- [Your objective]:
What is needed here is a verbatim copy of the records that follow.

-- Opening Marker --

fn compile_token_inner(token: &mut Token, ctx: &mut Context) -> Result<String, String> {
    match token.kind {
        TokenKind::Asi => compile_assignment(token, ctx),
        TokenKind::Opr => compile_operator(token, ctx),
        TokenKind::Cmp => compile_comparison(token, ctx),
        TokenKind::Log => compile_logic(token, ctx),
        TokenKind::Bit => {
            let op = match token.data_text() {
                "^^" => "^".to_string(),
                other => other.to_string(),
            };
            let left = compile_child(&mut token.left, ctx)?;
            let right = compile_child(&mut token.right, ctx)?;
            let lt = token.left.as_ref().and_then(|t| t.returned_type);
            let rt = token.right.as_ref().and_then(|t| t.returned_type);
            let left = cast_to_int(left, lt);
            let right = cast_to_int(right, rt);
            token.returned_type = Some(ValueType::Int);
            Ok(format!("{left} {op} {right}"))
        }
        TokenKind::Evl => {
            let out = match &mut token.data {
                TokenData::Node(inner) => {
                    let out = compile_token(inner, ctx)?;
                    token.returned_type = inner.returned_type;
                    out
                }
                _ => String::new(),
            };
            Ok(out)
        }
        TokenKind::Str => {
            token.returned_type = Some(ValueType::Str);
            Ok(json_quote(token.data_text()))
        }
        TokenKind::Num => {
            token.returned_type = Some(ValueType::Num);
            match &token.data {
                TokenData::Number(n) => Ok(format!("{n}")),
                _ => Ok("0".to_string()),
            }
        }
        TokenKind::Raw => match &token.data {
            TokenData::Bool(b) => {
                token.returned_type = Some(ValueType::Bool);
                Ok(format!("{b}"))
            }
            TokenData::Text(s) => {
                token.returned_type = Some(ValueType::Str);
                Ok(s.clone())
            }
            _ => Ok("nil".to_string()),
        },
        TokenKind::Var => compile_var(token, ctx),
        TokenKind::Blk => {
            ctx.indent += 1;
            let body = match token.block_mut() {
                Some(block) => {
                    let mut block = std::mem::take(block);
                    let out = compile_block(&mut block, ctx)?;
                    out
                }
                None => String::new(),
            };
            ctx.indent -= 1;
            Ok(format!("{{\n{body}{}", add_indent("}", ctx.indent * 2)))
        }
        TokenKind::Arr => {
            let wrap_indent = ctx.indent;
            ctx.indent += 1;
            let out = match &mut token.data {
                TokenData::List(items) => compile_array(items, ctx, wrap_indent)?,
                _ => "[]any{}".to_string(),
            };
            ctx.indent -= 1;
            token.returned_type = Some(ValueType::Arr);
            Ok(out)
        }
        TokenKind::Obj => {
            let wrap = ctx.indent == 0;
            let wrap_indent = ctx.indent;
            ctx.indent += 1;
            let out = match &mut token.data {
                TokenData::Pairs(pairs) => compile_object(pairs, ctx, wrap, wrap_indent)?,
                _ => {
                    if wrap {
                        format!("{RUNTIME_PREFIX}newSafeMap(map[string]any{{}})")
                    } else {
                        "map[string]any{}".to_string()
                    }
                }
            };
            ctx.indent -= 1;
            token.returned_type = Some(ValueType::Obj);
            Ok(out)
        }
        TokenKind::Tsr => {
            let mut pieces = Vec::new();
            if let TokenData::List(parts) = &mut token.data {
                for part in parts.iter_mut() {
                    if part.kind == TokenKind::Str {
                        pieces.push(json_quote(part.data_text()));
                    } else {
                        let compiled = compile_token(part, ctx)?;
                        pieces.push(cast_to_string(&compiled, part.returned_type));
                    }
                }
            }
            token.returned_type = Some(ValueType::Str);
            if pieces.is_empty() {
                return Ok("\"\"".to_string());
            }
            Ok(pieces.join(" + "))
        }
        TokenKind::Rmt => {
            // read position: dynamic getter over the path's value
            let receiver = compile_rmt_receiver(token, ctx)?;
            let key = compile_rmt_key(token, ctx)?;
            Ok(format!("{RUNTIME_PREFIX}getItem({receiver}, {key})"))
        }
        TokenKind::Fnc => compile_call(token, ctx),
        TokenKind::Ury => {
            let op = token.data_text().to_string();
            let value = compile_child(&mut token.right, ctx)?;
            match op.as_str() {
                "@" => Ok(format!("&{value}")),
                "!" => {
                    token.returned_type = Some(ValueType::Bool);
                    Ok(format!("({value} != true)"))
                }
                _ => Ok(format!("{op}{value}")),
            }
        }
        TokenKind::Spr => {
            let inner = match &mut token.data {
                TokenData::Node(node) => compile_token(node, ctx)?,
                _ => String::new(),
            };
            Ok(format!("{inner}..."))
        }
        TokenKind::Mtv => {
            let name = token.data_text().to_string();
            let mut params = Vec::new();
            for p in token.parameters.iter_mut() {
                params.push(compile_token(p, ctx)?);
            }
            Ok(format!("{name}({})", params.join(", ")))
        }
        TokenKind::Mtd => compile_method_chain(token, ctx),
        TokenKind::Qst => {
            if token.left.is_none() || token.right.is_none() || token.right2.is_none() {
                return Ok("nil".to_string());
            }
            let cond = compile_child(&mut token.left, ctx)?;
            let ct = token.left.as_ref().and_then(|t| t.returned_type);
            let cond = if ct == Some(ValueType::Bool) {
                cond
            } else {
                format!("{RUNTIME_PREFIX}castBool({cond})")
            };
            let yes = compile_child(&mut token.right, ctx)?;
            let no = compile_child(&mut token.right2, ctx)?;
            Ok(format!(
                "func() any {{ if {cond} {{ return {yes} }} else {{ return {no} }} }}()"
            ))
        }
        TokenKind::Unk => match &token.data {
            TokenData::Text(data) => {
                if crate::parser::is_identifier(data) {
                    Ok(data.clone())
                } else {
                    Ok(json_quote(data))
                }
            }
            _ => Ok("nil".to_string()),
        },
        _ => Ok(String::new()),
    }
}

-- Closing Marker --

- [Result of the task]:
fn compile_token_inner(token: &mut Token, ctx: &mut Context) -> Result<String, String> {
    match token.kind {
        TokenKind::Asi => compile_assignment(token, ctx),
        TokenKind::Opr => compile_operator(token, ctx),
        TokenKind::Cmp => compile_comparison(token, ctx),
        TokenKind::Log => compile_logic(token, ctx),
        TokenKind::Bit => {
            let op = match token.data_text() {
                "^^" => "^".to_string(),
                other => other.to_string(),
            };
            let left = compile_child(&mut token.left, ctx)?;
            let right = compile_child(&mut token.right, ctx)?;
            let lt = token.left.as_ref().and_then(|t| t.returned_type);
            let rt = token.right.as_ref().and_then(|t| t.returned_type);
            let left = cast_to_int(left, lt);
            let right = cast_to_int(right, rt);
            token.returned_type = Some(ValueType::Int);
            Ok(format!("{left} {op} {right}"))
        }
        TokenKind::Evl => {
            let out = match &mut token.data {
                TokenData::Node(inner) => {
                    let out = compile_token(inner, ctx)?;
                    token.returned_type = inner.returned_type;
                    out
                }
                _ => String::new(),
            };
            Ok(out)
        }
        TokenKind::Str => {
            token.returned_type = Some(ValueType::Str);
            Ok(json_quote(token.data_text()))
        }
        TokenKind::Num => {
            token.returned_type = Some(ValueType::Num);
            match &token.data {
                TokenData::Number(n) => Ok(format!("{n}")),
                _ => Ok("0".to_string()),
            }
        }
        TokenKind::Raw => match &token.data {
            TokenData::Bool(b) => {
                token.returned_type = Some(ValueType::Bool);
                Ok(format!("{b}"))
            }
            TokenData::Text(s) => {
                token.returned_type = Some(ValueType::Str);
                Ok(s.clone())
            }
            _ => Ok("nil".to_string()),
        },
        TokenKind::Var => compile_var(token, ctx),
        TokenKind::Blk => {
            ctx.indent += 1;
            let body = match token.block_mut() {
                Some(block) => {
                    let mut block = std::mem::take(block);
                    let out = compile_block(&mut block, ctx)?;
                    out
                }
                None => String::new(),
            };
            ctx.indent -= 1;
            Ok(format!("{{\n{body}{}", add_indent("}", ctx.indent * 2)))
        }
        TokenKind::Arr => {
            let wrap_indent = ctx.indent;
            ctx.indent += 1;
            let out = match &mut token.data {
                TokenData::List(items) => compile_array(items, ctx, wrap_indent)?,
                _ => "[]any{}".to_string(),
            };
            ctx.indent -= 1;
            token.returned_type = Some(ValueType::Arr);
            Ok(out)
        }
        TokenKind::Obj => {
            let wrap = ctx.indent == 0;
            let wrap_indent = ctx.indent;
            ctx.indent += 1;
            let out = match &mut token.data {
                TokenData::Pairs(pairs) => compile_object(pairs, ctx, wrap, wrap_indent)?,
                _ => {
                    if wrap {
                        format!("{RUNTIME_PREFIX}newSafeMap(map[string]any{{}})")
                    } else {
                        "map[string]any{}".to_string()
                    }
                }
            };
            ctx.indent -= 1;
            token.returned_type = Some(ValueType::Obj);
            Ok(out)
        }
        TokenKind::Tsr => {
            let mut pieces = Vec::new();
            if let TokenData::List(parts) = &mut token.data {
                for part in parts.iter_mut() {
                    if part.kind == TokenKind::Str {
                        pieces.push(json_quote(part.data_text()));
                    } else {
                        let compiled = compile_token(part, ctx)?;
                        pieces.push(cast_to_string(&compiled, part.returned_type));
                    }
                }
            }
            token.returned_type = Some(ValueType::Str);
            if pieces.is_empty() {
                return Ok("\"\"".to_string());
            }
            Ok(pieces.join(" + "))
        }
        TokenKind::Rmt => {
            // read position: dynamic getter over the path's value
            let receiver = compile_rmt_receiver(token, ctx)?;
            let key = compile_rmt_key(token, ctx)?;
            Ok(format!("{RUNTIME_PREFIX}getItem({receiver}, {key})"))
        }
        TokenKind::Fnc => compile_call(token, ctx),
        TokenKind::Ury => {
            let op = token.data_text().to_string();
            let value = compile_child(&mut token.right, ctx)?;
            match op.as_str() {
                "@" => Ok(format!("&{value}")),
                "!" => {
                    token.returned_type = Some(ValueType::Bool);
                    Ok(format!("({value} != true)"))
                }
                _ => Ok(format!("{op}{value}")),
            }
        }
        TokenKind::Spr => {
            let inner = match &mut token.data {
                TokenData::Node(node) => compile_token(node, ctx)?,
                _ => String::new(),
            };
            Ok(format!("{inner}..."))
        }
        TokenKind::Mtv => {
            let name = token.data_text().to_string();
            let mut params = Vec::new();
            for p in token.parameters.iter_mut() {
                params.push(compile_token(p, ctx)?);
            }
            Ok(format!("{name}({})", params.join(", ")))
        }
        TokenKind::Mtd => compile_method_chain(token, ctx),
        TokenKind::Qst => {
            if token.left.is_none() || token.right.is_none() || token.right2.is_none() {
                return Ok("nil".to_string());
            }
            let cond = compile_child(&mut token.left, ctx)?;
            let ct = token.left.as_ref().and_then(|t| t.returned_type);
            let cond = if ct == Some(ValueType::Bool) {
                cond
            } else {
                format!("{RUNTIME_PREFIX}castBool({cond})")
            };
            let yes = compile_child(&mut token.right, ctx)?;
            let no = compile_child(&mut token.right2, ctx)?;
            Ok(format!(
                "func() any {{ if {cond} {{ return {yes} }} else {{ return {no} }} }}()"
            ))
        }
        TokenKind::Unk => match &token.data {
            TokenData::Text(data) => {
                if crate::parser::is_identifier(data) {
                    Ok(data.clone())
                } else {
                    Ok(json_quote(data))
                }
            }
            _ => Ok("nil".to_string()),
        },
        _ => Ok(String::new()),
    }
}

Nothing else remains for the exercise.